Brasília - O diretor-gerente do Fundo Monetário Internacional (FMI), Horst Kohler, prometeu ontem, em Brasília, construir um ‘‘novo capítulo em suas relações com os países da América Latina’’.
  Após churrasco com o presidente Luiz Inácio Lula da Silva, o ministro Antonio Palocci (Fazenda) e o presidente do Banco Central, Henrique Meirelles, o diretor do Fundo indicou que, na prática, deve haver duas mudanças importantes nas negociações com os países.
  A primeira prevê maior autonomia para os países da América Latina adotarem políticas econômicas próprias. O FMI costuma ser acusado por críticos de interferir nas políticas de países a quem empresta dinheiro.

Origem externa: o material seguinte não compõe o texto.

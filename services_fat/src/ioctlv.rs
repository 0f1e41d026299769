//! Vectorized control requests
//!
//! Descriptor layouts, inputs first:
//!
//! | Code | Inputs | Outputs |
//! |---|---|---|
//! | make-dir, make-file, delete, delete-dir | path | |
//! | read-dir (both name formats) | path, entry limit | entries, count |
//! | read-dir, count only | path | count |
//! | rename | old path, new path | |
//! | stat, vfs-stats | path | record |
//! | get-usage | path | blocks, inodes |
//! | mount/unmount SD and USB | | |

use crate::cache_guard::CacheSyncGuard;
use crate::codes::IoctlvCode;
use crate::dispatcher::Dispatcher;
use crate::error::FatError;
use crate::ioctl::put_record;
use crate::mount::Backend;
use core_types::result_code::ResultCode;
use fs_engine::{FilesystemEngine, FsError, NameFormat, PathStat, VfsStats};
use ipc::{IoBuffer, IoVector};
use kernel_api::CacheCoherency;

/// Record sizes written by stat and vfs-stats
pub const STAT_RECORD_SIZE: usize = PathStat::WIRE_SIZE;
pub const VFS_STATS_RECORD_SIZE: usize = VfsStats::WIRE_SIZE;

fn path_arg(vector: &IoVector<'_>, index: usize) -> Result<String, FatError> {
    Ok(vector.input(index)?.path()?.to_string())
}

impl<E: FilesystemEngine> Dispatcher<E> {
    /// Handles a vectorized control request
    ///
    /// A descriptor vector whose declared counts exceed the descriptors
    /// present is rejected before any buffer is touched. Otherwise every
    /// input is invalidated before the handler and every output flushed
    /// after it.
    pub(crate) fn ioctlv<C: CacheCoherency + ?Sized>(
        &mut self,
        cache: &C,
        command: u32,
        descriptors: &mut [IoBuffer],
        num_in: u32,
        num_io: u32,
    ) -> Result<ResultCode, FatError> {
        let mut vector = IoVector::new(descriptors, num_in, num_io)?;

        let guard = CacheSyncGuard::enter(cache, vector.inputs());
        let result = self.handle_ioctlv(command, &mut vector);
        guard.complete(vector.outputs());
        result
    }

    fn handle_ioctlv(
        &mut self,
        command: u32,
        vector: &mut IoVector<'_>,
    ) -> Result<ResultCode, FatError> {
        let code = IoctlvCode::from_raw(command)
            .ok_or_else(|| FatError::invalid(format!("ioctlv {:#x}", command)))?;

        match code {
            IoctlvCode::MakeDir => {
                self.engine.create_dir(&path_arg(vector, 0)?)?;
                Ok(0)
            }
            IoctlvCode::MakeFile => {
                self.engine.create_file(&path_arg(vector, 0)?)?;
                Ok(0)
            }
            IoctlvCode::ReadDir => self.read_dir(vector, NameFormat::Short),
            IoctlvCode::ReadDirLongNames => self.read_dir(vector, NameFormat::Long),
            IoctlvCode::Delete => {
                self.engine.delete(&path_arg(vector, 0)?)?;
                Ok(0)
            }
            IoctlvCode::DeleteDir => {
                self.engine.delete_dir(&path_arg(vector, 0)?)?;
                Ok(0)
            }
            IoctlvCode::Rename => {
                let from = path_arg(vector, 0)?;
                let to = path_arg(vector, 1)?;
                self.engine.rename(&from, &to)?;
                Ok(0)
            }
            IoctlvCode::Stat => {
                vector.require(1, 1)?;
                let stat = self.engine.stat(&path_arg(vector, 0)?)?;
                put_record(vector.output_mut(0)?, &stat.encode())?;
                Ok(0)
            }
            IoctlvCode::VfsStats => {
                vector.require(1, 1)?;
                let stats = self.engine.vfs_stats(&path_arg(vector, 0)?)?;
                put_record(vector.output_mut(0)?, &stats.encode())?;
                Ok(0)
            }
            IoctlvCode::GetUsage => self.get_usage(vector),
            IoctlvCode::MountSd => Ok(self.mounts.mount(Backend::Sd, &mut self.engine).code()),
            IoctlvCode::UnmountSd => Ok(self.mounts.unmount(Backend::Sd, &mut self.engine).code()),
            IoctlvCode::MountUsb => Ok(self.mounts.mount(Backend::Usb, &mut self.engine).code()),
            IoctlvCode::UnmountUsb => {
                Ok(self.mounts.unmount(Backend::Usb, &mut self.engine).code())
            }
        }
    }

    /// Lists a directory in one of two calling shapes
    ///
    /// With more than one output descriptor, input 1 carries the entry
    /// limit, output 0 receives the names (zero-filled first) and output 1
    /// the number written. Otherwise output 0 receives the entry count and
    /// no names are produced.
    fn read_dir(
        &mut self,
        vector: &mut IoVector<'_>,
        format: NameFormat,
    ) -> Result<ResultCode, FatError> {
        vector.require(1, 1)?;
        let path = path_arg(vector, 0)?;

        if vector.output_count() > 1 {
            let limit = vector.input(1)?.word()?;
            let entries = vector.output_mut(0)?;
            entries.clear();
            let count = self
                .engine
                .read_dir(&path, format, Some(entries.as_mut_slice()), limit)?;
            vector.output_mut(1)?.set_word(count)?;
        } else {
            let count = self.engine.read_dir(&path, format, None, 0)?;
            vector.output_mut(0)?.set_word(count)?;
        }
        Ok(0)
    }

    /// Reports the blocks and inodes used below a directory
    ///
    /// Both outputs are zeroed first. A path that is not a directory is
    /// reported as success with zero counts.
    fn get_usage(&mut self, vector: &mut IoVector<'_>) -> Result<ResultCode, FatError> {
        vector.require(1, 2)?;
        let path = path_arg(vector, 0)?;
        for output in vector.outputs_mut().iter_mut().take(2) {
            output.clear();
        }

        let usage = match self.engine.usage(&path) {
            Ok(usage) => usage,
            Err(FsError::NotADirectory) => return Ok(0),
            Err(err) => return Err(err.into()),
        };

        let blocks = usage
            .bytes
            .checked_div(self.config.usage_block_size)
            .unwrap_or(0);
        let blocks = u32::try_from(blocks).unwrap_or(u32::MAX);
        vector.output_mut(0)?.set_word(blocks)?;
        vector.output_mut(1)?.set_word(usage.inodes)?;
        Ok(0)
    }
}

  ‘‘Países como o Brasil demonstram que o tempo em que era necessário dizer o que é certo ou errado na política econômica acabou. O ministro (Palocci) e o presidente do Banco Central (Meirelles) sabem muito bem que linha seguir. Portanto, o FMI precisa agora definir um novo capítulo em suas relações com o AL’’, disse.
  Esse ‘‘novo capítulo’, segundo Kohler, também se concentra na assinatura de acordos ‘‘preventivos’, que funcionariam como um seguro em caso de choques externos ou mudanças no cenário econômico.
  Em dezembro, o Brasil, por exemplo, fechou um acordo preventivo de US$ 14,8 bilhões que prevê que os recursos só serão sacados caso o País enfrente nova turbulência econômica.
  A possibilidade de fechar esse tipo de acordo, também caracterizado por uma duração menor, seria agora estendida a outros países da América Latina.
  ‘‘Eles (os latino-americanos) podem confiar em um apoio pró-ativo e em tempo hábil do FMI, incluindo a ferramenta de acordos preventivos’’, disse Kohler.
  A segunda alteração nas relações prevê que, em momentos de crescimento econômico, sejam aumentados os investimentos do governo em infra-estrutura. Em janeiro, Kohler já havia dito que estudava retirar os gastos com infra-estrutura do cálculo do superávit primário (dinheiro que os países economizam para pagar juros da dívida).
  Ontem, Kohler prometeu elaborar a fórmula para a implementação dessa nova política ainda neste ano.
  ‘‘É preocupante que os investimentos em infra-estrutura em países da América Latina tenham declinado na última década. Instruí o pessoal técnico do FMI a trabalhar em um política que será discutida com o Conselho Diretor (do Fundo) para que neste ano possamos ter um conceito bem claro de como investimentos em infra-estrutura poderiam aumentar dentro de um arcabouço de disciplina fiscal’’, disse.